Find the direction cosines of the vector \[\hat i + 2\hat j + 3\hat k\].

Answer 1

Hint: We will first write the direction ratios of the given vector which happens to be the coefficients of \[\hat i\], \[\hat j\] and \[\hat k\]. Next, find the magnitude of the given vector. Then, write the direction cosines as $\left( {\dfrac{a}{{\left| {\vec v} \right|}},\dfrac{b}{{\left| {\vec v} \right|}},\dfrac{c}{{\left| {\vec v} \right|}}} \right)$, where $a,b$ and $c$ are the direction ratios and \[\left| {\vec v} \right|\] is the magnitude of a given vector.

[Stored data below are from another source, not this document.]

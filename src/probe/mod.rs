//! ffprobe output parsing
//!
//! Turns the JSON document produced by
//! `ffprobe -v quiet -print_format json -show_format -show_streams` into a
//! [`ProbeResult`]. Every field except the stream index and type is optional
//! and missing values stay unknown instead of failing the parse.

use std::path::Path;

use serde::Deserialize;
use tracing::trace;

use crate::domain::errors::DomainError;
use crate::domain::model::{ChannelLayout, CodecType, ProbeResult, Stream};

pub mod inspector;

pub use inspector::render_stream_table;

#[derive(Debug, Deserialize)]
struct FfprobeOutput {
    #[serde(default)]
    format: FfprobeFormat,
    #[serde(default)]
    streams: Vec<FfprobeStream>,
}

#[derive(Debug, Default, Deserialize)]
struct FfprobeFormat {
    filename: Option<String>,
    format_name: Option<String>,
    duration: Option<String>,
    size: Option<String>,
    #[serde(default)]
    tags: FfprobeTags,
}

#[derive(Debug, Deserialize)]
struct FfprobeStream {
    index: usize,
    #[serde(default)]
    codec_type: String,
    #[serde(default)]
    codec_name: String,
    channels: Option<u32>,
    channel_layout: Option<String>,
    width: Option<u32>,
    height: Option<u32>,
    duration: Option<String>,
    bit_rate: Option<String>,
    #[serde(default)]
    tags: FfprobeTags,
}

#[derive(Debug, Default, Deserialize)]
struct FfprobeTags {
    language: Option<String>,
    title: Option<String>,
    #[serde(rename = "BPS")]
    bps: Option<String>,
}

fn parse_number<T: std::str::FromStr>(value: Option<&str>) -> Option<T> {
    value.and_then(|v| v.trim().parse().ok())
}

/// Parse an ffprobe JSON document for the file at `path`
pub fn parse_probe_output(json: &str, path: &Path) -> Result<ProbeResult, DomainError> {
    let raw: serde_json::Value = serde_json::from_str(json)
        .map_err(|e| DomainError::ProbeFail(format!("ffprobe JSON parse error: {}", e)))?;
    let output: FfprobeOutput = serde_json::from_value(raw.clone())
        .map_err(|e| DomainError::ProbeFail(format!("ffprobe JSON parse error: {}", e)))?;

    let name = output
        .format
        .tags
        .title
        .clone()
        .or_else(|| {
            output
                .format
                .filename
                .as_deref()
                .and_then(|f| Path::new(f).file_name())
                .map(|f| f.to_string_lossy().into_owned())
        })
        .or_else(|| path.file_stem().map(|s| s.to_string_lossy().into_owned()))
        .unwrap_or_default();

    let streams: Vec<Stream> = output.streams.into_iter().map(into_stream).collect();
    trace!("PROBE: {} streams in {}", streams.len(), path.display());

    Ok(ProbeResult {
        name,
        streams,
        duration_seconds: parse_number(output.format.duration.as_deref()),
        size_bytes: parse_number(output.format.size.as_deref()),
        format_name: output.format.format_name,
        title: output.format.tags.title,
        raw,
    })
}

fn into_stream(stream: FfprobeStream) -> Stream {
    let bitrate_bits = parse_number(stream.tags.bps.as_deref())
        .or_else(|| parse_number(stream.bit_rate.as_deref()));

    Stream {
        index: stream.index,
        codec_type: CodecType::from_ffprobe(&stream.codec_type),
        codec_name: stream.codec_name.to_ascii_lowercase(),
        language: stream.tags.language.filter(|l| !l.trim().is_empty()),
        title: stream.tags.title,
        channels: stream.channels,
        channel_layout: stream.channels.and_then(ChannelLayout::from_channels),
        layout_name: stream.channel_layout,
        width: stream.width,
        height: stream.height,
        duration: parse_number(stream.duration.as_deref()),
        bitrate_bits,
    }
}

Complete step-by-step answer:
We are the vector is \[\hat i + 2\hat j + 3\hat k\]
Let \[\vec v = \hat i + 2\hat j + 3\hat k\]
We will write the direction ratios of the given vector.
Here we have $a = 1,b = 2,c = 3$
We will now find the magnitude of the given vector.
The magnitude of the vector is the square root of the sum of squares of the direction ratios.
Hence, \[\left| {\vec v} \right| = \sqrt {{1^2} + {2^2} + {3^2}} \] is the magnitude of the given vector.
On solving the above expression, we get
$
  \left| {\vec v} \right| = \sqrt {1 + 4 + 9} \\
   \Rightarrow \left| {\vec v} \right| = \sqrt {14} \\
$
Now, the direction cosine of the vector can be calculated as, $\left( {\dfrac{a}{{\left| {\vec v} \right|}},\dfrac{b}{{\left| {\vec v} \right|}},\dfrac{c}{{\left| {\vec v} \right|}}} \right)$, where $a,b$ and $c$ are the direction ratios and \[\left| {\vec v} \right|\] is the magnitude of a given vector.
Therefore, for the vector, \[\hat i + 2\hat j + 3\hat k\], the direction cosine is $\left( {\dfrac{1}{{\sqrt {14} }},\dfrac{2}{{\sqrt {14} }},\dfrac{3}{{\sqrt {14} }}} \right)$

Note: Direction cosines of a vector are unique. But, direction ratios are not unique, there can be more than one set of direction ratios for a given vector. Also, the sum of squares of sums of the direction ratios is equal to 1.